▶ _PROBLEM DESCRIPTION_
Take each line of the data that contains the string "await" and copy it.

START MATERIAL PROVIDED

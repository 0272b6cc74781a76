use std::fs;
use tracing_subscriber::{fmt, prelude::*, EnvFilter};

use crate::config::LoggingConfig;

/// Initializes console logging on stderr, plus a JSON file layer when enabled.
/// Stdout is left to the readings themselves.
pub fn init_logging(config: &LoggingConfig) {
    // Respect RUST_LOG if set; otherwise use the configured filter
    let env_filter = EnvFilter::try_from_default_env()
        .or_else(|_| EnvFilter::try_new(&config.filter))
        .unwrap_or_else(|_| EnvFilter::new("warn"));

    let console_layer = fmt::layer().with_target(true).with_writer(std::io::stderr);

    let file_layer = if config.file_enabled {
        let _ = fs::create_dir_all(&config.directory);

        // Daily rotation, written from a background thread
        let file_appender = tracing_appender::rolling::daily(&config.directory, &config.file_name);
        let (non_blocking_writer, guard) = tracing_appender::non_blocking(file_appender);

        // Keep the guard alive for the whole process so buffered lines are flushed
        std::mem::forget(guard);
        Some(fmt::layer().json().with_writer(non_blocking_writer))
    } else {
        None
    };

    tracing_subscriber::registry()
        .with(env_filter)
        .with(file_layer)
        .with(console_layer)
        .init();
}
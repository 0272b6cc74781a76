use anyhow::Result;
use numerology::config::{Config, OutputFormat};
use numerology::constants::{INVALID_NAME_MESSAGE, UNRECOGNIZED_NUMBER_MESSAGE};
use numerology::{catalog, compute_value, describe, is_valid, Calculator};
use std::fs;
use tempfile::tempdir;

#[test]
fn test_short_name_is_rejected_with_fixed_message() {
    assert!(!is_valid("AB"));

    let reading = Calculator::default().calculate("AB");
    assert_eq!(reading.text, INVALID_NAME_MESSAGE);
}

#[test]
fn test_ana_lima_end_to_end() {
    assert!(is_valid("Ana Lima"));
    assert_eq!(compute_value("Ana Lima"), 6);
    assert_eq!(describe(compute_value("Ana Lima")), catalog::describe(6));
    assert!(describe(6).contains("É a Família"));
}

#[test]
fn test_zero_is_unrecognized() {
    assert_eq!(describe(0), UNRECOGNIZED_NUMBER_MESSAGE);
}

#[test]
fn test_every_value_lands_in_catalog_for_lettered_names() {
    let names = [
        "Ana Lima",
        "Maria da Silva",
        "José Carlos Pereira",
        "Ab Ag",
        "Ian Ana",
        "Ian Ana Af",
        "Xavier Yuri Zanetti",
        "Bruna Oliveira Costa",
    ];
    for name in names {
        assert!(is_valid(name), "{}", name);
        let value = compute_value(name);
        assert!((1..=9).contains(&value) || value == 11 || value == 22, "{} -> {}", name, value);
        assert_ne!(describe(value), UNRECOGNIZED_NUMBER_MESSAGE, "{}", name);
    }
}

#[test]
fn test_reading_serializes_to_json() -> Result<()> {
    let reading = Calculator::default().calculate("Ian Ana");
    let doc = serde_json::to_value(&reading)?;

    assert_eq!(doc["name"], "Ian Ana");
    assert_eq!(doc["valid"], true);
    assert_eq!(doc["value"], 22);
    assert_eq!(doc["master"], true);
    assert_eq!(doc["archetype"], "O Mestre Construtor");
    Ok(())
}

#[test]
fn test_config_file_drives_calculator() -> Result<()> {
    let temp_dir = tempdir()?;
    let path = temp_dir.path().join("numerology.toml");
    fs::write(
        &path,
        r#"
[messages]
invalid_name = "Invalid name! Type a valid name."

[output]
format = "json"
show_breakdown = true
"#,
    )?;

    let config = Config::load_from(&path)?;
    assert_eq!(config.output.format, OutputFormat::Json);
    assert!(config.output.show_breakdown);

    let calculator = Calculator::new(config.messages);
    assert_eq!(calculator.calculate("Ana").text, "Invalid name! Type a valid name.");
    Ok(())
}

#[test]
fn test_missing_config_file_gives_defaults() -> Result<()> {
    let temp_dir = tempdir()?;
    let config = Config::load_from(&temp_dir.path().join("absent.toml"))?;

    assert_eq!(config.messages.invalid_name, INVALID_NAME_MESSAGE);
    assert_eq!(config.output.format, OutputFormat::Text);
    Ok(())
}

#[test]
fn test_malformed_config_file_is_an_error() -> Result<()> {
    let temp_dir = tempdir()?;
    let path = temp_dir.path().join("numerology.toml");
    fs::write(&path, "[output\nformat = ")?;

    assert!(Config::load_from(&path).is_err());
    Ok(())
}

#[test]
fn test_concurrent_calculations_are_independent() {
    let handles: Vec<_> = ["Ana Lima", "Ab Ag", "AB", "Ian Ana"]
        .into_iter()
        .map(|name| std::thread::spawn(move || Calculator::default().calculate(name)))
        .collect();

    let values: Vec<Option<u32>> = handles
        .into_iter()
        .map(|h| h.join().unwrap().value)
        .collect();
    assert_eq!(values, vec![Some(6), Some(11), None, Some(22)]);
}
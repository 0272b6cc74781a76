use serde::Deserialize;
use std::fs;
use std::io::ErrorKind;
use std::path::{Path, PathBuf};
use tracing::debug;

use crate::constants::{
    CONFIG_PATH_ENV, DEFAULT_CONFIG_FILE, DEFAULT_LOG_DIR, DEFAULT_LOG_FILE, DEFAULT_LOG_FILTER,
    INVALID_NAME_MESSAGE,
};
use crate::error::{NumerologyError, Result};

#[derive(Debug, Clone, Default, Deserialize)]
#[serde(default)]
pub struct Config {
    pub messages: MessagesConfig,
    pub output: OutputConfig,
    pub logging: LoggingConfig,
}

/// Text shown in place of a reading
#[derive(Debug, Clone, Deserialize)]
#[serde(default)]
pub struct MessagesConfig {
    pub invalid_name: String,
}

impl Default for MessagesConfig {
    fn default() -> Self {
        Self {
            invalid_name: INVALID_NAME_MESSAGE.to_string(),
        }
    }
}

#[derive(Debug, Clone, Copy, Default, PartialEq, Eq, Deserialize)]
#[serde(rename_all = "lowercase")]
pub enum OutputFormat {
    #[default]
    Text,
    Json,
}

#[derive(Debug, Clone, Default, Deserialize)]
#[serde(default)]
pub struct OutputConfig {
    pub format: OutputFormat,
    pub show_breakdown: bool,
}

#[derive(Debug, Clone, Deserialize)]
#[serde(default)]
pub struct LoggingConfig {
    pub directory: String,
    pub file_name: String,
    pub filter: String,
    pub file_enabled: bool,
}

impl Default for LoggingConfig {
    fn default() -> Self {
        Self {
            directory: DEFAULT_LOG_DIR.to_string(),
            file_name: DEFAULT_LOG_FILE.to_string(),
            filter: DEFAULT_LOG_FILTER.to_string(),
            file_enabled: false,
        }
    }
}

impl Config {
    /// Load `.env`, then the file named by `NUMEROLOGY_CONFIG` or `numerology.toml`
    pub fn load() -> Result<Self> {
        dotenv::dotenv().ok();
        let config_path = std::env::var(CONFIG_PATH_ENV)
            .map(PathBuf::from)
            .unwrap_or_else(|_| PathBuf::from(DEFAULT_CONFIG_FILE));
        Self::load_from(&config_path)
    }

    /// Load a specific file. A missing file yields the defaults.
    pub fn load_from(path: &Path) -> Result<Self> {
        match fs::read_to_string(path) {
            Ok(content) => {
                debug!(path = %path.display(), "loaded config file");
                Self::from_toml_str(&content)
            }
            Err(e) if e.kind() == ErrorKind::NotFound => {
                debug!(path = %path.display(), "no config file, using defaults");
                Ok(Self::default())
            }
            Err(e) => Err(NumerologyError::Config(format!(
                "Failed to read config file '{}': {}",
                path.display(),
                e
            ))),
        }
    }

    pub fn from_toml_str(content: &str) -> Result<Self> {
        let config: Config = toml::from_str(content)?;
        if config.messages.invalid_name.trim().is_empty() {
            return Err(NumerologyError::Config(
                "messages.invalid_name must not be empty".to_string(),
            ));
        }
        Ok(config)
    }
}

END MATERIAL PROVIDED
START MATERIAL PROVIDED

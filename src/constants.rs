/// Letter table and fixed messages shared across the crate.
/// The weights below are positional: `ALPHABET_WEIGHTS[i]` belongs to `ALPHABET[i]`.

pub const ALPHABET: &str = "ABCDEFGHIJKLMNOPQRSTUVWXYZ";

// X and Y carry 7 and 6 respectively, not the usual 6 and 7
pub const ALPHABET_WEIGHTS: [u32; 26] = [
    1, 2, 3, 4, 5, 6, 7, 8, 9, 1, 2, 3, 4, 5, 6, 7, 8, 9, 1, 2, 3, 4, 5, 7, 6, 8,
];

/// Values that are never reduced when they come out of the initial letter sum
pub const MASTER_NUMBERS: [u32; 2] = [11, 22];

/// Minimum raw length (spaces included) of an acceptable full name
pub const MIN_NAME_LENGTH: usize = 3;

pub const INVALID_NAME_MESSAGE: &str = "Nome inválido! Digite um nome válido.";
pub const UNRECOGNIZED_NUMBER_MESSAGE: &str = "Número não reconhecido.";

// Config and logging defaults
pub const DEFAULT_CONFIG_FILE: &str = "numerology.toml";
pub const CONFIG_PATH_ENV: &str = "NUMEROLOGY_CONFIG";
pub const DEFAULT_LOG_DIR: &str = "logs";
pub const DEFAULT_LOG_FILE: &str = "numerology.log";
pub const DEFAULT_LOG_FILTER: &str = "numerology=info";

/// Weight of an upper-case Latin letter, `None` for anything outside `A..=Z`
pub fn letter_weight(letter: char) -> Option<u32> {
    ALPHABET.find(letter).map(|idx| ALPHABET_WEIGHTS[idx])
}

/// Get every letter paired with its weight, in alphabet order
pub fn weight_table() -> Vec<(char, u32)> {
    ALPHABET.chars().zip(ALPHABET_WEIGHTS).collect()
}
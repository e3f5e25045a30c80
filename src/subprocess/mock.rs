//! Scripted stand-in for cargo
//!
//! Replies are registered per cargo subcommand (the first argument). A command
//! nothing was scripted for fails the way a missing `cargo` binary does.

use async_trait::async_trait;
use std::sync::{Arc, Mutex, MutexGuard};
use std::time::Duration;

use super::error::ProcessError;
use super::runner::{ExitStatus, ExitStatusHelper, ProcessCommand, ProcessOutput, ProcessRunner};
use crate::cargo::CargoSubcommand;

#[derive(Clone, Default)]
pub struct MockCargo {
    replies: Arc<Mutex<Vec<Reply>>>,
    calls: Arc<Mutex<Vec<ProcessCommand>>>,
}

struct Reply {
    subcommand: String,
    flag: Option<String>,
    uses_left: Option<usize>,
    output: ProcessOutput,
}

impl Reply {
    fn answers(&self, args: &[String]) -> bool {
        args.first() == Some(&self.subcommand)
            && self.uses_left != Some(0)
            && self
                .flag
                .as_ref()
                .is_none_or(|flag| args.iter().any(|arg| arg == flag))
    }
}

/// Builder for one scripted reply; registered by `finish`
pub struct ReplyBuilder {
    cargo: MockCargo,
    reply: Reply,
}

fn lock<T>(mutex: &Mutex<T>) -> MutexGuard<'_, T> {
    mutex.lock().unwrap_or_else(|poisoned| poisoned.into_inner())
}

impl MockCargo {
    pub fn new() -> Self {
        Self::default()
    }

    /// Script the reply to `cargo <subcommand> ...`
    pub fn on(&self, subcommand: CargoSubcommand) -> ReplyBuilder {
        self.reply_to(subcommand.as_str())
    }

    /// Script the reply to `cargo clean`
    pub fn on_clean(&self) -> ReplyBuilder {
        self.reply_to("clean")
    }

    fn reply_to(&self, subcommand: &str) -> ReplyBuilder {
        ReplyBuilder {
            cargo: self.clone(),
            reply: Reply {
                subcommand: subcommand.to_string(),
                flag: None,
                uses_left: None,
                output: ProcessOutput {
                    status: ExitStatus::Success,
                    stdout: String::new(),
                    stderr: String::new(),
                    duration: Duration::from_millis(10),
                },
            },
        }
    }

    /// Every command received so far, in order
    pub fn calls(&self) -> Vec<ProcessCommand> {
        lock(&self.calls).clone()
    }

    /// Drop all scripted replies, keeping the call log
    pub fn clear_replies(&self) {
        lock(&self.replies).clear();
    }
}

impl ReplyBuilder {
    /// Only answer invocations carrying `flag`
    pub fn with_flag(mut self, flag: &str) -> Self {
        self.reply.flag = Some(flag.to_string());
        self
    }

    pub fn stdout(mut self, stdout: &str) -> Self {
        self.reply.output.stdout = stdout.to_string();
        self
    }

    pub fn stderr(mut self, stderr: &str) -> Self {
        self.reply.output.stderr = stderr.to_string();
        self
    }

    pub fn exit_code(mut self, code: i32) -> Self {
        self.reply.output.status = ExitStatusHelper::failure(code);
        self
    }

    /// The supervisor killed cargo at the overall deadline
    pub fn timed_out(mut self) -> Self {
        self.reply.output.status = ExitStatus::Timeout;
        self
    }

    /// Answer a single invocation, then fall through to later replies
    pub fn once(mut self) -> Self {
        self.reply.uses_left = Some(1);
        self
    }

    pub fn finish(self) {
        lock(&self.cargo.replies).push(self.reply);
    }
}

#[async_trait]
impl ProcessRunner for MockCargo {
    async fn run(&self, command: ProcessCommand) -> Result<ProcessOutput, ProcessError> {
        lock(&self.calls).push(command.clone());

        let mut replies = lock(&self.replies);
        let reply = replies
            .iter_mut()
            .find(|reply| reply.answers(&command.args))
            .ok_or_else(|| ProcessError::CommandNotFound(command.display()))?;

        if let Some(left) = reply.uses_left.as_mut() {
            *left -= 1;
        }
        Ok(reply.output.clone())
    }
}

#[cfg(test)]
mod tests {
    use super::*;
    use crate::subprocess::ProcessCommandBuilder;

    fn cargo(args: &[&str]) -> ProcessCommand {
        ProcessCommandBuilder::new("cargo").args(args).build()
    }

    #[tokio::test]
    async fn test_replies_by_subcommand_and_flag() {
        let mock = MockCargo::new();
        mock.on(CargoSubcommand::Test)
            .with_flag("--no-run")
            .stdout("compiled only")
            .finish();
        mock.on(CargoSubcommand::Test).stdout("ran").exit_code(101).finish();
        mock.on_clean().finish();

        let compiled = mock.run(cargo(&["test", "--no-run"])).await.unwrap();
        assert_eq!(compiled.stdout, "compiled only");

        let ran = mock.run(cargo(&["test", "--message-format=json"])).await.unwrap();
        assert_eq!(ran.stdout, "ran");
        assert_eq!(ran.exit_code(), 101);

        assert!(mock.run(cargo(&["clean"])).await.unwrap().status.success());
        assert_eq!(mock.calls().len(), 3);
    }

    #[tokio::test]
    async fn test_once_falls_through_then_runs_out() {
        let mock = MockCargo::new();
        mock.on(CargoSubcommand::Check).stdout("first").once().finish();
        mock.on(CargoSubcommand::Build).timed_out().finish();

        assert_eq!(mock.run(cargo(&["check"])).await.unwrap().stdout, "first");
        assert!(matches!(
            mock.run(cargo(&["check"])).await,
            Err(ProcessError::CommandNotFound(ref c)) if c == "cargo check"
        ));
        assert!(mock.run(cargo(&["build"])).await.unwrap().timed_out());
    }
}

END MATERIAL PROVIDED

▶ _SOLUTION FOR THIS TASK_
        let compiled = mock.run(cargo(&["test", "--no-run"])).await.unwrap();
        let ran = mock.run(cargo(&["test", "--message-format=json"])).await.unwrap();
        assert!(mock.run(cargo(&["clean"])).await.unwrap().status.success());
        assert_eq!(mock.run(cargo(&["check"])).await.unwrap().stdout, "first");
            mock.run(cargo(&["check"])).await,
        assert!(mock.run(cargo(&["build"])).await.unwrap().timed_out());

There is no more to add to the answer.